- **DESCRIPTION OF THE TASK**: Check every line of the entries below for "AckReceipt", and copy the lines that have it.

- **EXTRACTED MATERIAL**:
===============

//! Live-channel lifecycle for the session actor.
//!
//! `Disconnected → Connecting → Connected`, and back to `Connecting` when
//! the link drops or an attempt fails. A failed or lost connection arms a
//! single reconnect timer; nothing else is reset.

use std::sync::Arc;
use std::time::Duration;

use mentorchat_proto::channel::{ClientFrame, ServerFrame};
use mentorchat_proto::message::Sequence;

use crate::room::RoomService;
use crate::transcript::IngestOutcome;
use crate::transport::{ChannelLink, Connector, TransportError};

use super::ChannelState;
use super::actor::{Completion, SessionActor};

/// How long acknowledgments wait before retrying a full outbound queue.
const ACK_RETRY_DELAY: Duration = Duration::from_millis(20);

impl<R: RoomService, C: Connector> SessionActor<R, C> {
    /// Spawns a connection attempt unless one is running or a link is up.
    pub(super) fn start_connect(&mut self) {
        if self.connecting || self.link.is_some() {
            return;
        }
        self.connecting = true;
        self.set_channel_state(ChannelState::Connecting);

        let connector = Arc::clone(&self.connector);
        let timeout = self.connect_timeout;
        self.tasks.spawn(async move {
            let result = tokio::time::timeout(timeout, connector.connect())
                .await
                .unwrap_or(Err(TransportError::Timeout));
            Completion::Connected(result)
        });
    }

    pub(super) fn on_connect_result(&mut self, result: Result<ChannelLink, TransportError>) {
        self.connecting = false;
        let link = match result {
            Ok(link) => link,
            Err(e) => {
                tracing::warn!(
                    conversation = %self.state.conversation(),
                    err = %e,
                    retry_in = ?self.reconnect_delay,
                    "live channel connect failed"
                );
                self.schedule_retry();
                return;
            }
        };

        self.link = Some(link);
        self.set_channel_state(ChannelState::Connected);
        tracing::info!(conversation = %self.state.conversation(), "live channel connected");

        // Recovery starts only once the subscribe is queued.
        self.subscribe();
        if self.link.is_none() {
            return;
        }
        if self.state.transcript().highest_seen_sequence() > Sequence::ZERO {
            self.start_recovery();
        }
        self.flush_acks();
    }

    fn subscribe(&mut self) {
        let frame = ClientFrame::Subscribe {
            topic: self.topic.clone(),
        };
        let result = match &self.link {
            Some(link) => link.try_send(frame),
            None => return,
        };
        if let Err(e) = result {
            tracing::warn!(topic = %self.topic, err = %e, "subscribe failed");
            self.on_link_lost();
        }
    }

    /// Writes queued acknowledgments if the channel is up.
    ///
    /// Receipts the outbound queue has no room for are retried after
    /// [`ACK_RETRY_DELAY`].
    pub(super) fn flush_acks(&mut self) {
        let Some(link) = &self.link else {
            return;
        };
        match self.state.flush_acks(link) {
            Ok(sent) => {
                if sent > 0 {
                    tracing::debug!(conversation = %self.state.conversation(), sent, "flushed acknowledgments");
                }
                if self.state.queued_acks() > 0 && self.ack_retry.is_none() {
                    tracing::debug!(
                        queued = self.state.queued_acks(),
                        "outbound queue full; acknowledgments deferred"
                    );
                    self.ack_retry = Some(Box::pin(tokio::time::sleep(ACK_RETRY_DELAY)));
                }
            }
            Err(e) => {
                tracing::warn!(err = %e, "acknowledgment write failed");
                self.on_link_lost();
            }
        }
    }

    pub(super) fn handle_frame(&mut self, frame: ServerFrame) {
        match frame {
            ServerFrame::Subscribed { topic } => {
                tracing::debug!(topic = %topic, "subscription confirmed");
            }
            ServerFrame::Error { reason } => {
                tracing::warn!(conversation = %self.state.conversation(), reason = %reason, "server reported a protocol error");
            }
            ServerFrame::Message { topic, payload } => {
                if topic != self.topic {
                    tracing::warn!(topic = %topic, "ignoring message for unsubscribed topic");
                    return;
                }
                match self.state.accept(&payload) {
                    Some(IngestOutcome::Appended | IngestOutcome::Reconciled { .. }) => {
                        self.publish_transcript();
                        self.flush_acks();
                    }
                    Some(IngestOutcome::Duplicate) | None => {}
                }
            }
        }
    }

    /// Drops the link and schedules a reconnect. The transcript is kept.
    pub(super) fn on_link_lost(&mut self) {
        self.ack_retry = None;
        if self.link.take().is_some() {
            tracing::warn!(
                conversation = %self.state.conversation(),
                retry_in = ?self.reconnect_delay,
                "live channel lost"
            );
        }
        self.schedule_retry();
    }

    fn schedule_retry(&mut self) {
        self.set_channel_state(ChannelState::Connecting);
        self.retry = Some(Box::pin(tokio::time::sleep(self.reconnect_delay)));
    }
}
//! Request and response bodies of the room resolution/history service.

use serde::{Deserialize, Serialize};

use crate::message::{ClientRef, ConversationId, UserId};

/// Body of `POST /api/chat/rooms`.
#[derive(Debug, Clone, PartialEq, Eq, Serialize, Deserialize)]
#[serde(rename_all = "camelCase")]
pub struct ResolveRoomRequest {
    /// The other party of the conversation.
    pub counterpart_id: UserId,
    /// The viewing user, when the server cannot infer it from credentials.
    #[serde(default, skip_serializing_if = "Option::is_none")]
    pub viewer_id: Option<UserId>,
}

/// Response of `POST /api/chat/rooms`.
#[derive(Debug, Clone, PartialEq, Eq, Serialize, Deserialize)]
#[serde(rename_all = "camelCase")]
pub struct ResolveRoomResponse {
    /// The existing or newly created room.
    pub room_id: ConversationId,
}

/// Body of `POST /api/chat/rooms/{id}/messages`.
#[derive(Debug, Clone, PartialEq, Eq, Serialize, Deserialize)]
#[serde(rename_all = "camelCase")]
pub struct SendMessageRequest {
    /// Author of the message.
    pub sender_id: UserId,
    /// Text payload.
    pub content: String,
    /// Correlation token the server echoes on the confirmed copy.
    pub client_ref: ClientRef,
}
//! Live-channel frame types.
//!
//! The live channel is a single WebSocket per open conversation. The client
//! subscribes to one topic scoped to the conversation and publishes
//! acknowledgments; the server pushes [`WireMessage`] events on that topic.
//! Frames are JSON objects discriminated by a `type` field.

use serde::{Deserialize, Serialize};

use crate::message::{ConversationId, MessageId, UserId, WireMessage};

/// Returns the subscription topic for a conversation.
#[must_use]
pub fn room_topic(conversation: ConversationId) -> String {
    format!("/topic/rooms/{conversation}")
}

/// Receipt for a message observed by the client.
#[derive(Debug, Clone, PartialEq, Eq, Hash, Serialize, Deserialize)]
#[serde(rename_all = "camelCase")]
pub struct AckReceipt {
    /// Conversation the acknowledged message belongs to.
    pub room_id: ConversationId,
    /// Identity of the acknowledged message.
    pub message_id: MessageId,
    /// The acknowledging party.
    pub user_id: UserId,
}

/// Frames sent from the client to the server.
#[derive(Debug, Clone, PartialEq, Eq, Serialize, Deserialize)]
#[serde(tag = "type", rename_all = "camelCase")]
pub enum ClientFrame {
    /// Start receiving events for a topic.
    ///
    /// Sent once after every (re)connect; the server forgets subscriptions
    /// when a socket closes.
    Subscribe {
        /// Topic returned by [`room_topic`].
        topic: String,
    },
    /// Stop receiving events for a topic.
    Unsubscribe {
        /// Topic returned by [`room_topic`].
        topic: String,
    },
    /// Acknowledge a received message.
    Ack(AckReceipt),
}

/// Frames sent from the server to the client.
#[derive(Debug, Clone, PartialEq, Eq, Serialize, Deserialize)]
#[serde(tag = "type", rename_all = "camelCase")]
pub enum ServerFrame {
    /// The server accepted a subscription.
    Subscribed {
        /// The subscribed topic.
        topic: String,
    },
    /// A chat event published on a topic.
    Message {
        /// Topic the event was published on.
        topic: String,
        /// The event itself.
        payload: WireMessage,
    },
    /// The server reports a protocol error. The socket stays open.
    Error {
        /// Human-readable error description.
        reason: String,
    },
}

===============

- **ANSWER SECTION**:
pub struct AckReceipt {
    Ack(AckReceipt),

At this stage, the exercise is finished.